Saturday, September 24, 2011

No. 157: To the Tune of Transformation

What if learning to sing is a process of transformation?

What if we singing students were taught that our voices, our True Voices, have qualities which mirror our True Selves: Courage, Strength, Uniqueness, Honesty, Purity, Integrity, Light, Love...?

What if these qualities, when we are guided on our individual paths to singing Truth, stream from our own expression of Voice, from our center, from the core of what drives us to learn, yet unborn and unrealized?

And what if these qualities were given each a different, radiant color that saturates our entire Being with its visual vibration as we learn to see it until, singing-rainbow-artists turned inside out, we become walking murals of Human Experience Who can allow any and all music made for our infinitely variable canvases, for our Selves, to come to life...?

What if...?

Thursday, September 22, 2011

No. 156: Do you love Voices?...

Do you love Voice? or just "singing"?

Could there be a danger in separating the two?

Voice implies infinite potential.  It gives space for asking questions, like "What, where, when, why, how...is (my) Voice?"

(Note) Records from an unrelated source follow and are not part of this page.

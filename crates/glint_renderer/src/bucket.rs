//! Bucket-based tile rendering.
//!
//! Divides the image into tiles (buckets) that are rendered independently
//! and in parallel using rayon. Each bucket draws from its own seeded
//! generator, so a render is reproducible from its seed alone.

use std::time::Instant;

use rand::RngCore;
use rayon::prelude::*;

use crate::random::stream_rng;
use crate::renderer::{render_pixel, ImageBuffer};
use crate::{Camera, Hittable};
use glint_core::Color;

/// A rectangular region of the image to render.
#[derive(Debug, Clone, Copy, PartialEq, Eq)]
pub struct Bucket {
    /// X coordinate of bucket's top-left corner
    pub x: u32,
    /// Y coordinate of bucket's top-left corner
    pub y: u32,
    pub width: u32,
    pub height: u32,
    /// Index of this bucket in the render order
    pub index: usize,
}

impl Bucket {
    pub fn new(x: u32, y: u32, width: u32, height: u32, index: usize) -> Self {
        Self {
            x,
            y,
            width,
            height,
            index,
        }
    }

    /// Get the total number of pixels in this bucket.
    pub fn pixel_count(&self) -> u32 {
        self.width * self.height
    }

    /// Squared distance from the bucket's centre to `(cx, cy)`.
    fn distance_sq_to(&self, cx: f64, cy: f64) -> f64 {
        let dx = f64::from(self.x) + f64::from(self.width) / 2.0 - cx;
        let dy = f64::from(self.y) + f64::from(self.height) / 2.0 - cy;
        dx * dx + dy * dy
    }

    /// Random stream id, fixed by the bucket's position in the image.
    fn stream_id(&self, image_width: u32) -> u64 {
        u64::from(self.y) * u64::from(image_width) + u64::from(self.x)
    }
}

/// Default bucket size in pixels.
pub const DEFAULT_BUCKET_SIZE: u32 = 64;

/// Tile the image into buckets, nearest to the image centre first.
///
/// Edge buckets are clipped to the image. Ties keep row-major order.
pub fn generate_buckets(width: u32, height: u32, bucket_size: u32) -> Vec<Bucket> {
    let size = bucket_size.max(1);
    let step = size as usize;

    let mut buckets: Vec<Bucket> = (0..height)
        .step_by(step)
        .flat_map(|y| {
            (0..width)
                .step_by(step)
                .map(move |x| Bucket::new(x, y, size.min(width - x), size.min(height - y), 0))
        })
        .collect();

    let (cx, cy) = (f64::from(width) / 2.0, f64::from(height) / 2.0);
    buckets.sort_by(|a, b| a.distance_sq_to(cx, cy).total_cmp(&b.distance_sq_to(cx, cy)));

    for (i, bucket) in buckets.iter_mut().enumerate() {
        bucket.index = i;
    }
    buckets
}

/// Render a single bucket to a vector of colors.
///
/// Returns pixels in row-major order within the bucket.
pub fn render_bucket(
    bucket: &Bucket,
    camera: &Camera,
    world: &dyn Hittable,
    rng: &mut dyn RngCore,
) -> Vec<Color> {
    let mut pixels = Vec::with_capacity(bucket.pixel_count() as usize);

    for local_y in 0..bucket.height {
        for local_x in 0..bucket.width {
            let global_x = bucket.x + local_x;
            let global_y = bucket.y + local_y;
            pixels.push(render_pixel(camera, world, global_x, global_y, rng));
        }
    }

    pixels
}

/// Result of rendering a bucket.
#[derive(Debug, Clone)]
pub struct BucketResult {
    pub bucket: Bucket,
    /// Pixel colors in row-major order
    pub pixels: Vec<Color>,
}

impl BucketResult {
    pub fn new(bucket: Bucket, pixels: Vec<Color>) -> Self {
        Self { bucket, pixels }
    }
}

/// Render the whole image across the rayon thread pool.
///
/// Output depends only on `seed`, the scene and the bucket size, never on
/// thread count or scheduling.
pub fn render_parallel(
    camera: &Camera,
    world: &dyn Hittable,
    seed: u64,
    bucket_size: u32,
) -> ImageBuffer {
    let width = camera.image_width();
    let height = camera.image_height();
    let buckets = generate_buckets(width, height, bucket_size);

    log::info!(
        "Rendering {}x{} at {} spp, depth {}, {} buckets",
        width,
        height,
        camera.samples_per_pixel(),
        camera.max_depth(),
        buckets.len()
    );
    let start = Instant::now();

    let results: Vec<BucketResult> = buckets
        .par_iter()
        .map(|bucket| {
            let mut rng = stream_rng(seed, bucket.stream_id(width));
            let pixels = render_bucket(bucket, camera, world, &mut rng);
            log::debug!(
                "Bucket {} at ({}, {}) done",
                bucket.index,
                bucket.x,
                bucket.y
            );
            BucketResult::new(*bucket, pixels)
        })
        .collect();

    let mut image = ImageBuffer::new(width, height);
    for result in &results {
        let bucket = &result.bucket;
        image.write_region(bucket.x, bucket.y, bucket.width, &result.pixels);
    }

    log::info!("Render finished in {:.2?}", start.elapsed());
    image
}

"Singing" brings with it all sorts of cultural conditioning and judgments, fear and disbelief. It implies a yes or no question: can I?  or can't I?  could I? or couldn't I?--or the even more destructive: should I?  or shouldn't I?

When we think of what we are doing not as "singing", but as "voicing" or "giving Voice to who we are" or "Becoming Voice", we open up a world of possibility.  We also open up an infinite space for Voice to breathe, to grow, and to strengthen in safety, honor, and respect.

With this perspective, there is no "us" and "them".  All of life becomes one radiant, vibrating mass of Love, with all the room we could ever need to be, and to become.

Monday, September 12, 2011

No. 155: Freedom's Challenge

The reality of life is, we are free.  We can achieve awareness of this reality by following the path toward finding true, organic Voice, which is, by nature, also free.  But will we, with the awareness of freedom granted us through the Classical School of Singing, step up and identify ourselves, completely, with the free nature we find in organic Voice?  If we can answer this challenge, opera, and indeed all singing, will move beyond simple surface entertainment, annoyance, expendability, or frivolity in society and in education.  We will see respect, honor, love, and acknowledgement of the organic Voice as a vehicle to change the world, a way to shift how humankind perceives itself.  This art form of singing, which we have created, and which, in small pockets still maintains its absolute integrity, reflects who we truly are.  Will we have the courage to speak, and sing, this truth?